[E3 Impressions] The Walking Dead – 400 Days

Fans of TellTale Games’ award-winning The Walking Dead anxious for something to tide them over while waiting for Season 2 can look forward to a bridging story DLC entitled The Walking Dead: 400 Days. An anthology of five distinct tales united by a common location, 400 Days promises pressure-cooker situations, and TellTale’s demonstration – a tense chapter about a convict named Vince – was plenty convincing.

[youtube]http://www.youtube.com/watch?v=shR53nX9v8c&feature=player_detailpage[/youtube]
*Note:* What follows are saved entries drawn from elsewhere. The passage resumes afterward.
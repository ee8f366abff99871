pub mod analyzers;
pub mod config;
pub mod distance;
pub mod error;
pub mod ingest;
pub mod model;
pub mod snapshot;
400 Days takes place over five chapters, each starring a different protagonist passing through a stretch of Georgia highway and a nearby truck stop at different times during the eponymous “400 days” from the initial outbreak. Though Lee and Clementine, the protagonist duo from Season 1, are nowhere to be seen, the effects of their actions reverberate (if Season 1 has been completed) into 400 Days, just as the events of 400 Days will influence Season 2.

TellTale has set out to give each of the five scenarios in 400 Days a different theme, with each providing a distinct scenario and a corresponding story tone and aesthetic. Vince’s tale begins on Day 2 of the outbreak with him murdering a pleading victim, then having to decide what to do with the gun and how to escape. His escape fails, and, a smash cut reveals him shackled to the floor on a prison bus with two other convicts, chatting about their respective crimes while the bus is stuck in traffic. Needless to say, complications of the undead variety ensue, and eventually Vince has make the ugly choice: who of his trio will die so the other two can live?

The meat of gameplay should be familiar to fans of The Walking Dead: a collection of dialogue and choice sequences. The hallmark naturalistic dialogue is still with us; both of Vince’s companions could easily be one-dimensional caricatures, but given the extremely limited timeframe in which we meet them they display a human mixture of virtues and foibles. Moral ambiguity was built into the sequence – no one participant is squeaky clean, and no golden ending presented. The player is given just enough characterization to feel sympathy for Vince’s two companions, but not enough to clearly determine who is the more virtuous person and make the decision easy. Production values were strong across the board, but the highlight was the voice acting – the cell-shaded graphics are more a matter of taste.

The Walking Dead: 400 Days is scheduled for a July release on Microsoft Windows, Mac OS X, iOS devices, Xbox 360, and PlayStation 3, for a $4.99 price tag. A special bundle including the PlayStation Vita, the original Season 1, and 400 Days will be released in August.